IDRC is hosting an open event in Ottawa on Friday, June 3rd on the Media Piracy in Emerging Economies study it funded. I will be participating along with Joe Karaganis, the lead editor of the study, and Ronaldo Lemos, the Director of the Center for Technology and Society at FGV School of Law in Rio de Janeiro. Admission is free and the event will be streamed live online.

9 Comments

  1. Over the last couple of decades I have lived in five developing countries, each one had it’s own reality in regards to media use. Of course there are many complex factors at play but they can be broken down into the main points of Access, Afordability & Attitude.

    My experience with access varied significantly both changing over time and geography. My first overseas experience was in Suriname where the only way to obtain video, audio or computer media was an actual brick & mortar ‘store’ that displayed media on the wall or a catalog which was then copied to take home. No original items were even available anywhere in the country, you either bought an illegal copy or went without. I will not make a determination on the morality of the choice, but certainly this is an impossible situation for those who want, or in the case of business software, needed to obtain this media.

    Travel to the other side of the globe and forward a few years to The Philippines, legal media is readily available in malls and even on the street. Often though, right beside the stalls or even mixed in among the originals, were the bootleg versions. Now before passing judgement lets look at the affordability, a legal VCD of a hollywood movie would run around 200 pesos or USD $5, while a bootleg version would be around 50cents. An original DVD was sold at the astronmical USA sticker price.

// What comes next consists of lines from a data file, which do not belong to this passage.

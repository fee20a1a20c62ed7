//! In-memory order store for testing.

use std::collections::{HashMap, HashSet};
use std::sync::atomic::{AtomicBool, Ordering};
use std::sync::Mutex;

use crate::order::{OrderContactData, OrderError, OrderSource, SyncMarkerStore};

/// Order source and marker store kept in process memory.
#[derive(Debug, Default)]
pub struct MemoryOrderStore {
    orders: Mutex<HashMap<u64, OrderContactData>>,
    processed: Mutex<HashSet<u64>>,
    fail_marker_reads: AtomicBool,
}

impl MemoryOrderStore {
    pub fn new() -> Self {
        Self::default()
    }

    pub fn insert_order(&self, order_id: u64, contact: OrderContactData) {
        self.orders
            .lock()
            .unwrap_or_else(|e| e.into_inner())
            .insert(order_id, contact);
    }

    /// Set the marker directly, as an earlier run would have.
    pub fn set_processed(&self, order_id: u64) {
        self.processed
            .lock()
            .unwrap_or_else(|e| e.into_inner())
            .insert(order_id);
    }

    /// Make `is_processed` fail until switched back.
    pub fn fail_marker_reads(&self, fail: bool) {
        self.fail_marker_reads.store(fail, Ordering::SeqCst);
    }
}

impl OrderSource for MemoryOrderStore {
    fn contact_data(&self, order_id: u64) -> Result<OrderContactData, OrderError> {
        let orders = self.orders.lock().unwrap_or_else(|e| e.into_inner());
        let contact = orders
            .get(&order_id)
            .cloned()
            .ok_or(OrderError::NotFound(order_id))?;
        if contact.email.trim().is_empty() {
            return Err(OrderError::MissingEmail(order_id));
        }
        Ok(contact)
    }
}

impl SyncMarkerStore for MemoryOrderStore {
    fn is_processed(&self, order_id: u64) -> Result<bool, OrderError> {
        if self.fail_marker_reads.load(Ordering::SeqCst) {
            return Err(OrderError::Database("marker store unavailable".to_string()));
        }
        Ok(self
            .processed
            .lock()
            .unwrap_or_else(|e| e.into_inner())
            .contains(&order_id))
    }

    fn mark_processed(&self, order_id: u64) -> Result<(), OrderError> {
        if !self
            .orders
            .lock()
            .unwrap_or_else(|e| e.into_inner())
            .contains_key(&order_id)
        {
            return Err(OrderError::NotFound(order_id));
        }
        self.set_processed(order_id);
        Ok(())
    }
}
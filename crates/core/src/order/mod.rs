//! Orders as seen by the sync pipeline: billing contact fields and the
//! per-order "already synced" marker.

mod sqlite;
mod types;

pub use sqlite::SqliteOrderStore;
pub use types::{OrderContactData, OrderRecord, OrderStatus};

use thiserror::Error;

#[derive(Debug, Error)]
pub enum OrderError {
    #[error("order not found: {0}")]
    NotFound(u64),

    #[error("order has no billing email: {0}")]
    MissingEmail(u64),

    #[error("database error: {0}")]
    Database(String),
}

/// Read access to order billing data.
pub trait OrderSource: Send + Sync {
    fn contact_data(&self, order_id: u64) -> Result<OrderContactData, OrderError>;
}

/// Durable per-order idempotency marker.
///
/// No locking: two status changes racing before the marker is written can
/// both schedule a sync.
pub trait SyncMarkerStore: Send + Sync {
    fn is_processed(&self, order_id: u64) -> Result<bool, OrderError>;

    /// Set the marker. It is never cleared by the pipeline.
    fn mark_processed(&self, order_id: u64) -> Result<(), OrderError>;
}
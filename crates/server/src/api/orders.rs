//! Order events from the store host.

use axum::{
    extract::{Path, State},
    http::StatusCode,
    response::IntoResponse,
    Json,
};
use listsync_core::{OrderContactData, OrderStatus, SyncMarkerStore};
use serde::{Deserialize, Serialize};
use std::sync::Arc;
use tracing::error;

use crate::state::AppState;

/// Billing fields of the order at the time of the status change.
#[derive(Debug, Deserialize)]
pub struct OrderBillingBody {
    pub email: String,
    #[serde(default)]
    pub first_name: String,
    #[serde(default)]
    pub last_name: String,
}

#[derive(Debug, Deserialize)]
pub struct StatusChangeRequest {
    pub old_status: String,
    pub new_status: String,
    pub order: OrderBillingBody,
}

#[derive(Debug, Serialize)]
pub struct StatusChangeResponse {
    pub order_id: u64,
    pub dispatched: bool,
}

#[derive(Debug, Serialize)]
pub struct SyncStatusResponse {
    pub order_id: u64,
    pub processed: bool,
}

#[derive(Debug, Serialize)]
pub struct OrderErrorResponse {
    pub error: String,
}

/// Record the order and run the status-change trigger.
///
/// POST /api/v1/orders/{id}/status
pub async fn order_status_changed(
    State(state): State<Arc<AppState>>,
    Path(order_id): Path<u64>,
    Json(body): Json<StatusChangeRequest>,
) -> Result<Json<StatusChangeResponse>, impl IntoResponse> {
    let old_status = OrderStatus::from(body.old_status.as_str());
    let new_status = OrderStatus::from(body.new_status.as_str());
    let contact = OrderContactData {
        email: body.order.email.trim().to_string(),
        first_name: body.order.first_name,
        last_name: body.order.last_name,
    };

    if let Err(e) = state.orders().upsert_order(order_id, &new_status, &contact) {
        error!(order_id, error = %e, "Failed to record order");
        return Err((
            StatusCode::INTERNAL_SERVER_ERROR,
            Json(OrderErrorResponse {
                error: format!("Failed to record order: {}", e),
            }),
        ));
    }

    let dispatched = state
        .trigger()
        .on_order_status_changed(order_id, &old_status, &new_status)
        .await;

    Ok(Json(StatusChangeResponse {
        order_id,
        dispatched,
    }))
}

/// Whether the order has already been synced.
///
/// GET /api/v1/orders/{id}/sync
pub async fn get_sync_status(
    State(state): State<Arc<AppState>>,
    Path(order_id): Path<u64>,
) -> Result<Json<SyncStatusResponse>, impl IntoResponse> {
    match state.orders().is_processed(order_id) {
        Ok(processed) => Ok(Json(SyncStatusResponse {
            order_id,
            processed,
        })),
        Err(e) => Err((
            StatusCode::INTERNAL_SERVER_ERROR,
            Json(OrderErrorResponse {
                error: format!("Failed to read sync status: {}", e),
            }),
        )),
    }
}
//! Order-to-contact sync pipeline.
//!
//! - [`SyncTrigger`] decides on each status change whether to schedule a run
//! - [`SyncQueue`] / [`SyncWorker`] carry scheduled runs off the request path
//! - [`SyncOrchestrator`] performs one run end to end

mod orchestrator;
mod queue;
mod trigger;
mod types;

pub use orchestrator::SyncOrchestrator;
pub use queue::{create_sync_queue, QueueError, SyncJob, SyncQueue, SyncWorker};
pub use trigger::SyncTrigger;
pub use types::{SyncError, SyncOutcome};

    This is where atitude comes into play, consider the median income in the Philippines is $5 a day. On a world scale this is actually much better than many other developing nations but still consider a legal hollywood movie would cost the equivilent of a FULL DAY’S SALARY in the west. Now ask yourself honestly, if you were given the only legal option to purchase a movie or album, would you willingly pay $150 or consider the $15 knockoff? I know the choices my in country friends made were based on the attitude that they should have equal access to afordable media as their western counterparts, and if the studios were not going to provide it then there was no qualm in obtaining it otherwise.

    I had the ablility to buy the $5 originals, and was happy to do so, but to my friends it was a choice of eating that day or watching a show. I don’t think that is a consionable or realistic situation to put these people in. Solutions to this problem are not simply come by but harsher laws and punishments will only deter rather than incite compliance.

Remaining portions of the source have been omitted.